United States District Court, W.D. Washington, Seattle

February 23, 2017

ROD PERRY, Plaintiff,
v.
COLUMBIA RECOVERY GROUP, LLC, Defendant.

          ORDER DENYING CERTIFICATION FOR INTERLOCUTORY APPEAL AND DENYING STAY

          JAMES L. ROBART UNITED STATES DISTRICT JUDGE.

         I. INTRODUCTION

         Before the court is Plaintiff Rod Perry's motion to certify for interlocutory appeal and stay this court's order granting Defendant Columbia Recovery Group LLC's (“Columbia”) motion to dismiss. (Mot. (Dkt. # 29); see also Order (Dkt. # 28).) The court has reviewed the motion, Columbia's response (Resp. (Dkt. # 30)), the relevant portions of the record, and the applicable law. Being fully advised, the court DENIES Mr. Perry's motion for an interlocutory appeal and to stay the litigation. The court also GRANTS Mr. Perry seven (7) days from the filing of this order to file an amended complaint that adequately alleges Article III standing.

         II. BACKGROUND

         The parties are familiar with the facts and prior proceedings, which are set forth in the court's prior order. (See Order at 2-4.) In its October 19, 2016, order, the court granted Columbia's motion to dismiss after concluding that Mr. Perry had insufficiently alleged an injury-in-fact necessary to establish standing under Spokeo, Inc. v. Robins, ___ U.S. ___, 136 S.Ct. 1540 (2016), as revised (May 24, 2016). (Order at 12-20.) The court granted Mr. Perry leave to amend his complaint within 14 days of the order to adequately allege Article III standing. (Id. at 20-21.)

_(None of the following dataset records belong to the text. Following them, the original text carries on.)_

use std::path::PathBuf;

use clap::{ArgAction, Parser, ValueEnum};

/// Command-line arguments accepted by the `docfind` binary.
#[derive(Parser, Debug)]
#[command(
    name = "docfind",
    version,
    about = "Search-as-you-type over pre-built documentation index shards"
)]
pub(crate) struct CliArgs {
    #[arg(
        short,
        long = "config",
        value_name = "FILE",
        env = "DOCFIND_CONFIG",
        action = ArgAction::Append,
        help = "Additional configuration file to merge (default: none)"
    )]
    pub(crate) config: Vec<PathBuf>,
    #[arg(
        short = 'n',
        long = "no-config",
        help = "Skip loading default configuration files (default: disabled)"
    )]
    pub(crate) no_config: bool,
    #[arg(
        short = 'r',
        long,
        value_name = "PATH",
        help = "Root path the index shards are served under (default: /)"
    )]
    pub(crate) root: Option<PathBuf>,
    #[arg(
        short = 'q',
        long,
        value_name = "QUERY",
        help = "Provide an initial search query (default: empty)"
    )]
    pub(crate) initial_query: Option<String>,
    #[arg(
        long,
        value_name = "THEME",
        help = "Select a theme by name (default: slate)"
    )]
    pub(crate) theme: Option<String>,
    #[arg(
        short = 'o',
        long,
        value_enum,
        default_value_t = OutputFormat::Plain,
        help = "Output format for the accepted suggestion (default: plain)"
    )]
    pub(crate) output: OutputFormat,
    #[arg(
        long = "print-config",
        help = "Print the resolved configuration before starting (default: disabled)"
    )]
    pub(crate) print_config: bool,
    #[arg(
        long = "list-themes",
        help = "List available themes and exit (default: disabled)"
    )]
    pub(crate) list_themes: bool,
}

#[derive(ValueEnum, Clone, Copy, Debug, PartialEq, Eq)]
pub(crate) enum OutputFormat {
    Plain,
    Json,
}

pub(crate) fn parse_cli() -> CliArgs {
    CliArgs::parse()
}
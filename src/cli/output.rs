use anyhow::Result;
use docfind::SearchOutcome;
use serde_json::json;

/// Print a plain-text representation of the search outcome.
pub(crate) fn print_plain(outcome: &SearchOutcome) {
    if !outcome.accepted {
        println!("Search cancelled (query: '{}')", outcome.query);
        return;
    }

    match &outcome.selection {
        Some(record) => println!("{}", record.target_ref),
        None => println!("No selection"),
    }
}

/// Format the search outcome as a JSON string.
pub(crate) fn format_outcome_json(outcome: &SearchOutcome) -> Result<String> {
    let selection = match &outcome.selection {
        Some(record) => json!({
            "page": record.page_title,
            "section": record.section_title,
            "ref": record.target_ref,
        }),
        None => serde_json::Value::Null,
    };

    let payload = json!({
        "accepted": outcome.accepted,
        "query": outcome.query,
        "selection": selection,
    });

    Ok(serde_json::to_string_pretty(&payload)?)
}

/// Print the JSON representation of the search outcome.
pub(crate) fn print_json(outcome: &SearchOutcome) -> Result<()> {
    println!("{}", format_outcome_json(outcome)?);
    Ok(())
}
//! Resolve the configuration directory for `docfind`.
//!
//! Respects an environment override while falling back to the
//! platform-appropriate location provided by the `directories` crate.

use std::env;
use std::path::PathBuf;

use anyhow::{Result, anyhow};
use directories::ProjectDirs;

const QUALIFIER: &str = "io";
const ORGANIZATION: &str = "docfind";
const APPLICATION: &str = "docfind";

const CONFIG_DIR_ENV: &str = "DOCFIND_CONFIG_DIR";

fn project_dirs() -> Result<ProjectDirs> {
    ProjectDirs::from(QUALIFIER, ORGANIZATION, APPLICATION)
        .ok_or_else(|| anyhow!("unable to determine project directories for docfind"))
}

/// An empty value is treated the same as an unset one so shell defaults work.
fn dir_from_env(name: &str) -> Option<PathBuf> {
    let value = env::var_os(name)?;
    if value.is_empty() {
        None
    } else {
        Some(PathBuf::from(value))
    }
}

/// Return the configuration directory used for config file discovery.
pub fn get_config_dir() -> Result<PathBuf> {
    if let Some(dir) = dir_from_env(CONFIG_DIR_ENV) {
        return Ok(dir);
    }

    Ok(project_dirs()?.config_local_dir().to_path_buf())
}
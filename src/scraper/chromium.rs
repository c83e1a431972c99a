//! Chromium over the DevTools protocol, one browser process per session.

use crate::error::{Result, ScrapeError};
use async_trait::async_trait;
use chromiumoxide::browser::{Browser, BrowserConfig as CdpConfig};
use chromiumoxide::cdp::browser_protocol::network::SetUserAgentOverrideParams;
use chromiumoxide::error::CdpError;
use chromiumoxide::handler::viewport::Viewport;
use chromiumoxide::Page;
use futures::StreamExt;
use tempfile::TempDir;
use tokio::task::JoinHandle;
use tracing::debug;

use super::browser::{BrowserDriver, BrowserProfile, BrowserSession};

fn cdp_error(e: CdpError) -> ScrapeError {
    ScrapeError::FetchNetwork(format!("browser: {}", e))
}

/// Scratch profile for one browser process, removed when dropped.
fn profile_dir() -> Result<TempDir> {
    tempfile::Builder::new()
        .prefix("forecast-chromium-")
        .tempdir()
        .map_err(|e| ScrapeError::FetchNetwork(format!("browser profile dir: {}", e)))
}

/// Launches a fresh Chromium with its own profile for every session;
/// nothing is shared.
#[derive(Debug, Default, Clone, Copy)]
pub struct ChromiumDriver;

pub struct ChromiumSession {
    browser: Option<Browser>,
    page: Option<Page>,
    events: JoinHandle<()>,
    // Declared last: the process must be gone before its profile is deleted.
    profile_dir: Option<TempDir>,
}

impl ChromiumSession {
    fn page(&self) -> Result<&Page> {
        self.page
            .as_ref()
            .ok_or_else(|| ScrapeError::FetchNetwork("browser: no open page".into()))
    }
}

#[async_trait]
impl BrowserDriver for ChromiumDriver {
    type Session = ChromiumSession;

    async fn launch(&self, profile: &BrowserProfile) -> Result<ChromiumSession> {
        let dir = profile_dir()?;
        let mut builder = CdpConfig::builder()
            .user_data_dir(dir.path())
            .window_size(profile.viewport_width, profile.viewport_height)
            .viewport(Viewport {
                width: profile.viewport_width,
                height: profile.viewport_height,
                device_scale_factor: None,
                emulating_mobile: false,
                is_landscape: true,
                has_touch: false,
            })
            .arg(format!("--user-agent={}", profile.user_agent))
            .arg("--disable-blink-features=AutomationControlled");
        if !profile.headless {
            builder = builder.with_head();
        }
        if let Some(path) = &profile.executable {
            builder = builder.chrome_executable(path);
        }
        let config = builder
            .build()
            .map_err(|e| ScrapeError::FetchNetwork(format!("browser config: {}", e)))?;

        let (browser, mut handler) = Browser::launch(config).await.map_err(cdp_error)?;
        let events = tokio::spawn(async move {
            while let Some(event) = handler.next().await {
                if event.is_err() {
                    break;
                }
            }
        });

        // From here on an early return drops the session, which kills the process.
        let mut session = ChromiumSession {
            browser: Some(browser),
            page: None,
            events,
            profile_dir: Some(dir),
        };

        let page = match session.browser.as_ref() {
            Some(browser) => browser.new_page("about:blank").await.map_err(cdp_error)?,
            None => return Err(ScrapeError::FetchNetwork("browser: not running".into())),
        };
        page.set_user_agent(SetUserAgentOverrideParams::new(profile.user_agent.clone()))
            .await
            .map_err(cdp_error)?;
        session.page = Some(page);

        debug!(
            "Chromium session started in {:?}",
            session.profile_dir.as_ref().map(TempDir::path)
        );
        Ok(session)
    }
}

#[async_trait]
impl BrowserSession for ChromiumSession {
    async fn navigate(&mut self, url: &str) -> Result<()> {
        self.page()?.goto(url).await.map_err(cdp_error)?;
        Ok(())
    }

    async fn click_selector(&mut self, selector: &str) -> Result<bool> {
        let page = self.page()?;
        let Ok(element) = page.find_element(selector).await else {
            return Ok(false);
        };
        element.click().await.map_err(cdp_error)?;
        Ok(true)
    }

    async fn click_button_labelled(&mut self, label: &str) -> Result<bool> {
        let wanted = serde_json::to_string(&label.to_lowercase())
            .map_err(|e| ScrapeError::FetchNetwork(e.to_string()))?;
        let script = format!(
            r#"(() => {{
                const wanted = {};
                const el = [...document.querySelectorAll("button, [role='button'], a")]
                    .find(e => (e.innerText || "").trim().toLowerCase() === wanted);
                if (!el) return false;
                el.click();
                return true;
            }})()"#,
            wanted
        );
        self.page()?
            .evaluate(script)
            .await
            .map_err(cdp_error)?
            .into_value::<bool>()
            .map_err(|e| ScrapeError::FetchNetwork(format!("browser: {}", e)))
    }

    async fn has_element(&mut self, selector: &str) -> Result<bool> {
        Ok(self.page()?.find_element(selector).await.is_ok())
    }

    async fn content(&mut self) -> Result<String> {
        self.page()?.content().await.map_err(cdp_error)
    }

    async fn close(mut self) -> Result<()> {
        self.page = None;
        if let Some(mut browser) = self.browser.take() {
            browser.close().await.map_err(cdp_error)?;
            browser.wait().await.map_err(|e| ScrapeError::FetchNetwork(e.to_string()))?;
        }
        if let Some(dir) = self.profile_dir.take() {
            if let Err(e) = dir.close() {
                debug!("Could not remove browser profile: {}", e);
            }
        }
        debug!("Chromium session closed");
        Ok(())
    }
}

impl Drop for ChromiumSession {
    fn drop(&mut self) {
        // A Browser dropped without close() kills its child process itself.
        self.events.abort();
    }
}
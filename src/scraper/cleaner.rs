//! Cell normalisation: numbers, wind direction and cloud cover.

use crate::models::{CloudCover, WindDirection};

const COMPASS: [&str; 16] = [
    "N", "NNE", "NE", "ENE", "E", "ESE", "SE", "SSE", "S", "SSW", "SW", "WSW", "W", "WNW", "NW",
    "NNW",
];

/// Arrow icons are drawn pointing opposite to the bearing they label.
const ARROW_ROTATION_OFFSET: f64 = 180.0;

// ── Numbers ───────────────────────────────────────────────────────────────────

/// Midpoint of the first one or two numbers in the text, one decimal.
/// "12" → 12.0 | "10-14" → 12.0 | "10 - 14" → 12.0 | "7.5" → 7.5 | "-3" → -3.0 | "-" → None
pub fn parse_numeric(s: &str) -> Option<f64> {
    let numbers = scan_numbers(s);
    let value = match numbers.as_slice() {
        [] => return None,
        [single] => *single,
        [a, b, ..] => (a + b) / 2.0,
    };
    Some(round1(value))
}

fn round1(v: f64) -> f64 {
    (v * 10.0).round() / 10.0
}

/// Pull up to two numbers out of free text.
///
/// A '-' after a number (spaces between allowed) separates a range;
/// anywhere else it is a sign.
fn scan_numbers(s: &str) -> Vec<f64> {
    let chars: Vec<char> = s.chars().collect();
    let mut out = Vec::with_capacity(2);
    let mut i = 0;

    while i < chars.len() && out.len() < 2 {
        let c = chars[i];
        let follows_number = chars[..i]
            .iter()
            .rev()
            .find(|p| !p.is_whitespace())
            .is_some_and(|p| p.is_ascii_digit() || *p == '.');
        let is_sign = c == '-'
            && !follows_number
            && chars.get(i + 1).is_some_and(|n| n.is_ascii_digit());

        if c.is_ascii_digit() || is_sign {
            let start = i;
            i += 1;
            let mut seen_dot = false;
            while i < chars.len() {
                let d = chars[i];
                if d.is_ascii_digit() {
                    i += 1;
                } else if d == '.'
                    && !seen_dot
                    && chars.get(i + 1).is_some_and(|n| n.is_ascii_digit())
                {
                    seen_dot = true;
                    i += 1;
                } else {
                    break;
                }
            }
            let token: String = chars[start..i].iter().collect();
            if let Ok(v) = token.parse::<f64>() {
                out.push(v);
            }
        } else {
            i += 1;
        }
    }

    out
}

// ── Wind direction ────────────────────────────────────────────────────────────

/// 16-point compass bucket for a bearing in degrees.
pub fn degrees_to_compass(degrees: f64) -> &'static str {
    let idx = (degrees / 22.5).round().rem_euclid(16.0) as usize;
    COMPASS[idx]
}

/// Decode a direction cell.
///
/// Text is preferred: a compass code is taken as-is, a "<n>°" text is bucketed
/// to a compass code. Failing that the cell markup is read: a "(<n>°)" title
/// first, then the arrow's `rotate(<n>deg)` transform. Markup-derived values
/// stay in degrees.
pub fn parse_direction(text: &str, html: &str) -> Option<WindDirection> {
    let text = text.trim();

    if is_compass_code(text) {
        return Some(WindDirection::Compass(text.to_uppercase()));
    }

    if let Some(deg) = number_before_degree_mark(text) {
        return Some(WindDirection::Compass(degrees_to_compass(deg).to_string()));
    }

    if let Some(deg) = parenthesised_degrees(html) {
        return Some(WindDirection::Degrees(wrap_degrees(deg)));
    }

    rotation_degrees(html).map(|rot| WindDirection::Degrees(wrap_degrees(rot + ARROW_ROTATION_OFFSET)))
}

fn is_compass_code(s: &str) -> bool {
    (1..=3).contains(&s.len())
        && s.chars().all(|c| matches!(c.to_ascii_uppercase(), 'N' | 'E' | 'S' | 'W'))
}

fn wrap_degrees(deg: f64) -> u16 {
    (deg.round().rem_euclid(360.0)) as u16
}

/// "135°" / "135 °" / "wind 135.5°" → 135.x
fn number_before_degree_mark(s: &str) -> Option<f64> {
    let mark = s.find('°')?;
    let head = s[..mark].trim_end();
    let start = head
        .char_indices()
        .rev()
        .take_while(|(_, c)| c.is_ascii_digit() || *c == '.')
        .last()
        .map(|(i, _)| i)?;
    head[start..].parse().ok()
}

/// `title="NW (315°)"` → 315
fn parenthesised_degrees(html: &str) -> Option<f64> {
    let mut rest = html;
    while let Some(open) = rest.find('(') {
        let after = &rest[open + 1..];
        let digits: String = after.chars().take_while(|c| c.is_ascii_digit()).collect();
        if !digits.is_empty() && after[digits.len()..].starts_with("°)") {
            return digits.parse().ok();
        }
        rest = after;
    }
    None
}

/// `style="transform: rotate(-45deg)"` → -45
fn rotation_degrees(html: &str) -> Option<f64> {
    let start = html.find("rotate(")? + "rotate(".len();
    let inner = &html[start..];
    let end = inner.find("deg")?;
    inner[..end].trim().parse().ok()
}

// ── Cloud cover ───────────────────────────────────────────────────────────────

/// Combine low/mid/high cloud cells. Levels outside 0–100 are dropped;
/// `total` is the max of what remains.
pub fn parse_cloud_cover(low: &str, mid: &str, high: &str) -> Option<CloudCover> {
    let level = |s: &str| parse_numeric(s).filter(|v| (0.0..=100.0).contains(v));
    let (low, mid, high) = (level(low), level(mid), level(high));

    let total = [low, mid, high].into_iter().flatten().reduce(f64::max)?;

    Some(CloudCover {
        low,
        mid,
        high,
        total,
    })
}

// ── Tests ─────────────────────────────────────────────────────────────────────
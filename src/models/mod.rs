use chrono::{DateTime, Utc};
use serde::{Serialize, Serializer};
use std::fmt;

pub const SOURCE_TAG: &str = "windguru";

// ── Spot identifier ───────────────────────────────────────────────────────────

/// Numeric Windguru spot id, e.g. "500760".
#[derive(Debug, Clone, PartialEq, Eq, Hash, PartialOrd, Ord, Serialize)]
#[serde(transparent)]
pub struct SpotId(String);

impl SpotId {
    /// Only the URL identifier constructs these; the digits are checked there.
    pub(crate) fn from_digits(digits: &str) -> Self {
        debug_assert!(!digits.is_empty() && digits.bytes().all(|b| b.is_ascii_digit()));
        Self(digits.to_string())
    }

    pub fn as_str(&self) -> &str {
        &self.0
    }

    pub fn canonical_url(&self) -> String {
        format!("https://www.windguru.cz/{}", self.0)
    }
}

impl fmt::Display for SpotId {
    fn fmt(&self, f: &mut fmt::Formatter<'_>) -> fmt::Result {
        f.write_str(&self.0)
    }
}

// ── Forecast point ────────────────────────────────────────────────────────────

/// Wind direction as the page exposed it.
///
/// Text cells give compass codes; arrow markup gives degrees, which are kept
/// as degrees ("135°") rather than converted to letters.
#[derive(Debug, Clone, PartialEq, Eq)]
pub enum WindDirection {
    Compass(String),
    Degrees(u16),
}

impl fmt::Display for WindDirection {
    fn fmt(&self, f: &mut fmt::Formatter<'_>) -> fmt::Result {
        match self {
            WindDirection::Compass(code) => f.write_str(code),
            WindDirection::Degrees(deg) => write!(f, "{}°", deg),
        }
    }
}

impl Serialize for WindDirection {
    fn serialize<S: Serializer>(&self, serializer: S) -> Result<S::Ok, S::Error> {
        serializer.collect_str(self)
    }
}

#[derive(Debug, Clone, PartialEq, Serialize)]
pub struct CloudCover {
    pub low: Option<f64>,
    pub mid: Option<f64>,
    pub high: Option<f64>,
    /// Max of the present levels.
    pub total: f64,
}

#[derive(Debug, Clone, PartialEq, Serialize)]
#[serde(rename_all = "camelCase")]
pub struct ForecastPoint {
    pub period: String,
    pub wind_speed: Option<f64>,
    pub wind_gusts: Option<f64>,
    pub wind_direction: Option<WindDirection>,
    pub temperature: Option<f64>,
    pub cloud_cover: Option<CloudCover>,
    pub precipitation: Option<f64>,
    pub captured_at: DateTime<Utc>,
}

impl ForecastPoint {
    /// True when the column carried nothing at all, not even a label.
    pub fn is_blank(&self) -> bool {
        self.period.is_empty()
            && self.wind_speed.is_none()
            && self.wind_gusts.is_none()
            && self.wind_direction.is_none()
            && self.temperature.is_none()
            && self.cloud_cover.is_none()
            && self.precipitation.is_none()
    }
}

// ── Scrape result ─────────────────────────────────────────────────────────────

#[derive(Debug, Clone, PartialEq, Serialize)]
#[serde(rename_all = "camelCase")]
pub struct ForecastResult {
    pub spot_id: SpotId,
    pub spot_name: String,
    pub source_url: String,
    pub forecasts: Vec<ForecastPoint>,
    pub scraped_at: DateTime<Utc>,
    pub source_tag: &'static str,
}

// ── Raw table rows ────────────────────────────────────────────────────────────

/// One table cell: trimmed text plus inner markup (arrows carry direction
/// in attributes, not text).
#[derive(Debug, Clone, Default, PartialEq)]
pub struct RawCell {
    pub text: String,
    pub html: String,
}

impl RawCell {
    pub fn text(text: &str) -> Self {
        Self {
            text: text.to_string(),
            html: String::new(),
        }
    }
}

/// Forecast table sliced by fixed row position, label cells removed.
#[derive(Debug, Clone, Default, PartialEq)]
pub struct RowSet {
    pub periods: Vec<RawCell>,
    pub wind_speed: Vec<RawCell>,
    pub wind_gusts: Vec<RawCell>,
    pub wind_direction: Vec<RawCell>,
    pub temperature: Vec<RawCell>,
    pub cloud_low: Vec<RawCell>,
    pub cloud_mid: Vec<RawCell>,
    pub cloud_high: Vec<RawCell>,
    pub precipitation: Vec<RawCell>,
}

impl RowSet {
    pub fn rows(&self) -> [&[RawCell]; 9] {
        [
            &self.periods,
            &self.wind_speed,
            &self.wind_gusts,
            &self.wind_direction,
            &self.temperature,
            &self.cloud_low,
            &self.cloud_mid,
            &self.cloud_high,
            &self.precipitation,
        ]
    }

    /// Widest row wins; short rows are padded with nulls on assembly.
    pub fn column_count(&self) -> usize {
        self.rows().iter().map(|r| r.len()).max().unwrap_or(0)
    }
}

#[cfg(test)]
mod tests {
    use super::*;

    #[test]
    fn test_direction_serializes_as_string() {
        let compass = serde_json::to_string(&WindDirection::Compass("NE".into())).unwrap();
        let degrees = serde_json::to_string(&WindDirection::Degrees(135)).unwrap();
        assert_eq!(compass, "\"NE\"");
        assert_eq!(degrees, "\"135°\"");
    }

    #[test]
    fn test_result_uses_camel_case_keys() {
        let result = ForecastResult {
            spot_id: SpotId::from_digits("48"),
            spot_name: "Tarifa".into(),
            source_url: "https://www.windguru.cz/48".into(),
            forecasts: vec![],
            scraped_at: DateTime::from_timestamp(0, 0).unwrap(),
            source_tag: SOURCE_TAG,
        };
        let json = serde_json::to_value(&result).unwrap();
        assert_eq!(json["spotId"], "48");
        assert_eq!(json["sourceTag"], "windguru");
        assert_eq!(json["scrapedAt"], "1970-01-01T00:00:00Z");
    }
}
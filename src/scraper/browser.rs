//! Rendering strategy: load the spot page in a real browser.
//!
//! ## Steps
//!
//! 1. Launch an isolated session with a desktop user agent and viewport.
//! 2. Navigate, bounded by the navigation timeout.
//! 3. Try to dismiss a consent overlay (best effort, see [`CONSENT_MATCHERS`]).
//! 4. Sleep the settle period so late scripts can draw the table.
//! 5. Poll for any known table selector until the table wait runs out.
//! 6. Return whatever markup the page has.
//!
//! The session is closed on every path out of [`RenderingFetcher::fetch`];
//! if the fetch future is dropped mid-way, or the close itself stalls past
//! its bound, the session's own `Drop` releases it.

use crate::config::{BrowserConfig, ScraperConfig};
use crate::error::{FetchStage, Result, ScrapeError};
use async_trait::async_trait;
use std::time::Duration;
use tokio::time::{sleep, timeout, Instant};
use tracing::{debug, warn};

use super::parsers::FORECAST_TABLE_SELECTORS;
use super::{PageFetcher, RawDocument};

const TABLE_POLL_INTERVAL: Duration = Duration::from_millis(250);

// ── Browser seam ──────────────────────────────────────────────────────────────

/// Identity the browser presents to the site.
#[derive(Debug, Clone)]
pub struct BrowserProfile {
    pub user_agent: String,
    pub viewport_width: u32,
    pub viewport_height: u32,
    pub headless: bool,
    pub executable: Option<String>,
}

#[async_trait]
pub trait BrowserDriver: Send + Sync {
    type Session: BrowserSession;

    async fn launch(&self, profile: &BrowserProfile) -> Result<Self::Session>;
}

/// One live browser with a single page.
///
/// Implementations must release the browser on `close` and on `Drop`.
#[async_trait]
pub trait BrowserSession: Send {
    /// Navigate and wait for the page load.
    async fn navigate(&mut self, url: &str) -> Result<()>;

    /// Click the first element matching `selector`. `Ok(false)` if none.
    async fn click_selector(&mut self, selector: &str) -> Result<bool>;

    /// Click the first button whose visible label equals `label`
    /// (case-insensitive). `Ok(false)` if none.
    async fn click_button_labelled(&mut self, label: &str) -> Result<bool>;

    async fn has_element(&mut self, selector: &str) -> Result<bool>;

    async fn content(&mut self) -> Result<String>;

    async fn close(self) -> Result<()>;
}

// ── Consent overlay ───────────────────────────────────────────────────────────

#[derive(Debug, Clone, Copy, PartialEq, Eq)]
pub enum ConsentMatcher {
    Selector(&'static str),
    ButtonLabel(&'static str),
}

/// Known consent-dialog buttons, tried in order. New providers' dialogs go
/// at the end of the list.
pub const CONSENT_MATCHERS: &[ConsentMatcher] = &[
    ConsentMatcher::Selector("#onetrust-accept-btn-handler"),
    ConsentMatcher::Selector("button.fc-cta-consent"),
    ConsentMatcher::Selector("#didomi-notice-agree-button"),
    ConsentMatcher::Selector(".qc-cmp2-summary-buttons button[mode='primary']"),
    ConsentMatcher::Selector("button[aria-label='Consent']"),
    ConsentMatcher::ButtonLabel("Accept all"),
    ConsentMatcher::ButtonLabel("Accept"),
    ConsentMatcher::ButtonLabel("I agree"),
    ConsentMatcher::ButtonLabel("Agree"),
    ConsentMatcher::ButtonLabel("Consent"),
];

#[derive(Debug, Clone, PartialEq, Eq)]
pub enum ConsentOutcome {
    /// No overlay matched; nothing to do.
    NotFound,
    Dismissed(ConsentMatcher),
    /// A matcher was tried and errored or ran out of time.
    Failed {
        matcher: ConsentMatcher,
        reason: String,
    },
}

/// Probe each consent matcher in order; the first hit wins.
pub async fn dismiss_consent<S: BrowserSession>(session: &mut S, probe: Duration) -> ConsentOutcome {
    for matcher in CONSENT_MATCHERS {
        let attempt = match matcher {
            ConsentMatcher::Selector(sel) => timeout(probe, session.click_selector(sel)).await,
            ConsentMatcher::ButtonLabel(label) => {
                timeout(probe, session.click_button_labelled(label)).await
            }
        };

        match attempt {
            Ok(Ok(true)) => return ConsentOutcome::Dismissed(*matcher),
            Ok(Ok(false)) => continue,
            Ok(Err(e)) => {
                return ConsentOutcome::Failed {
                    matcher: *matcher,
                    reason: e.to_string(),
                };
            }
            Err(_) => {
                return ConsentOutcome::Failed {
                    matcher: *matcher,
                    reason: format!("no response within {:?}", probe),
                };
            }
        }
    }
    ConsentOutcome::NotFound
}

// ── Rendering fetcher ─────────────────────────────────────────────────────────

pub struct RenderingFetcher<D: BrowserDriver> {
    driver: D,
    profile: BrowserProfile,
    navigation_timeout: Duration,
    consent_probe: Duration,
    settle: Duration,
    table_wait: Duration,
    close_timeout: Duration,
}

impl<D: BrowserDriver> RenderingFetcher<D> {
    pub fn new(driver: D, scraper: &ScraperConfig, browser: &BrowserConfig) -> Self {
        Self {
            driver,
            profile: BrowserProfile {
                user_agent: scraper.user_agent.clone(),
                viewport_width: browser.viewport_width,
                viewport_height: browser.viewport_height,
                headless: browser.headless,
                executable: browser.executable.clone(),
            },
            navigation_timeout: browser.navigation_timeout(),
            consent_probe: browser.consent_probe(),
            settle: browser.settle(),
            table_wait: browser.table_wait(),
            close_timeout: browser.close_timeout(),
        }
    }

    async fn render(&self, session: &mut D::Session, url: &str) -> Result<String> {
        timeout(self.navigation_timeout, session.navigate(url))
            .await
            .map_err(|_| ScrapeError::FetchTimeout {
                stage: FetchStage::Navigation,
                after: self.navigation_timeout,
            })??;

        match dismiss_consent(session, self.consent_probe).await {
            ConsentOutcome::NotFound => debug!("No consent overlay on {}", url),
            ConsentOutcome::Dismissed(m) => debug!("Consent overlay dismissed via {:?}", m),
            ConsentOutcome::Failed { matcher, reason } => {
                warn!("Consent dismissal via {:?} failed: {}", matcher, reason)
            }
        }

        sleep(self.settle).await;

        if !self.wait_for_table(session).await {
            debug!(
                "No forecast table selector after {:?}; returning page as-is",
                self.table_wait
            );
        }

        session.content().await
    }

    async fn wait_for_table(&self, session: &mut D::Session) -> bool {
        let deadline = Instant::now() + self.table_wait;
        loop {
            for sel in FORECAST_TABLE_SELECTORS {
                match session.has_element(sel).await {
                    Ok(true) => return true,
                    Ok(false) => {}
                    Err(e) => debug!("Probe {} failed: {}", sel, e),
                }
            }
            if Instant::now() + TABLE_POLL_INTERVAL > deadline {
                return false;
            }
            sleep(TABLE_POLL_INTERVAL).await;
        }
    }
}

#[async_trait]
impl<D: BrowserDriver> PageFetcher for RenderingFetcher<D> {
    fn name(&self) -> &'static str {
        "browser"
    }

    async fn fetch(&self, url: &str) -> Result<RawDocument> {
        debug!("Rendering {}", url);

        let mut session = timeout(self.navigation_timeout, self.driver.launch(&self.profile))
            .await
            .map_err(|_| ScrapeError::FetchTimeout {
                stage: FetchStage::BrowserLaunch,
                after: self.navigation_timeout,
            })??;

        let rendered = self.render(&mut session, url).await;

        // On expiry the close future, and with it the session, is dropped.
        match timeout(self.close_timeout, session.close()).await {
            Ok(Ok(())) => {}
            Ok(Err(e)) => warn!("Browser session for {} did not close cleanly: {}", url, e),
            Err(_) => warn!(
                "Browser session for {} did not close within {:?}; killing it",
                url, self.close_timeout
            ),
        }

        let html = rendered?;
        debug!("Rendered {} → {} bytes", url, html.len());
        Ok(RawDocument::new(url, html))
    }
}

// ── Tests ─────────────────────────────────────────────────────────────────────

         On November 2, 2016, Mr. Perry filed the instant motion asking the court to certify its October 19, 2016, order for interlocutory appeal and to stay the litigation. (Mot.) Mr. Perry “believes the complaint can be amended to plead the additional elements that the [c]ourt outlined in its order, i.e. that the debt was inaccurate and that Plaintiff did dispute it, ” but he chooses not to do so because “pleading these additional facts will change the focus of the litigation and how the parties allocate their resources on the issues.” (Id. at 6.) Instead, he seeks to immediately appeal the court's order. (Id. at 1.) Columbia opposes Mr. Perry's motion. (See Resp.) The court now considers the motion.

         III. ANALYSIS

         A. Legal Standard

         “As a general rule, an appellate court should not review a district court ruling until after the entry of final judgment.” Herrera v. Cty. of L.A., No. CV 09-7359 PSG (CWx), 2013 WL 12120073, at *5 (C.D. Cal. June 17, 2013) (citing 28 U.S.C. § 1291). Nevertheless, a party may move to certify an order for interlocutory appeal and stay the case pursuant to 28 U.S.C. § 1292(b). Section 1292(b) states:

When a district judge, in making in a civil action an order not otherwise appealable under this section, shall be of the opinion that such order involves a controlling question of law as to which there is substantial ground for difference of opinion and that an immediate appeal from the order may materially advance the ultimate termination of the litigation, he shall so state in writing in such order. The Court of Appeals which would have jurisdiction of an appeal of such action may thereupon, in its discretion, permit an appeal to be taken from such order, if application is made to it within ten days after the entry of the order: Provided, however, That application for an appeal hereunder shall not stay proceedings in the district court unless the district judge or the Court of Appeals or a judge thereof shall so order.

28 U.S.C. §1292(b).

         Interlocutory appeals are generally disfavored, but the court has discretion to grant leave to appeal where the appeal (1) involves a controlling question of law; (2) there is substantial ground for difference of opinion; and (3) an immediate appeal from the order may materially advance the ultimate termination of the litigation. In re Allen-Vrablik, No. C12-0185JLR, 2012 WL 681654, at *2 (W.D. Wash. Feb. 27, 2012). To grant an interlocutory appeal, the court must find that all three elements are met. Id.; Herrera, 2013 WL 12120073, at *5 (citing United States v. Woodbury, 263 F.2d 784, 787 (9th Cir. 1959)). The proponent must demonstrate that “exceptional circumstances justify a departure from the basic policy of postponing appellate review until after the entry of a final judgment.” Herrera, 2013 WL 12120073, at *5 (quoting Coopers & Lybrand v. Livesay, 437 U.S. 463, 475 (1978)). “The moving party bears the burden of establishing § 1292(b)'s narrowly construed elements.” Id.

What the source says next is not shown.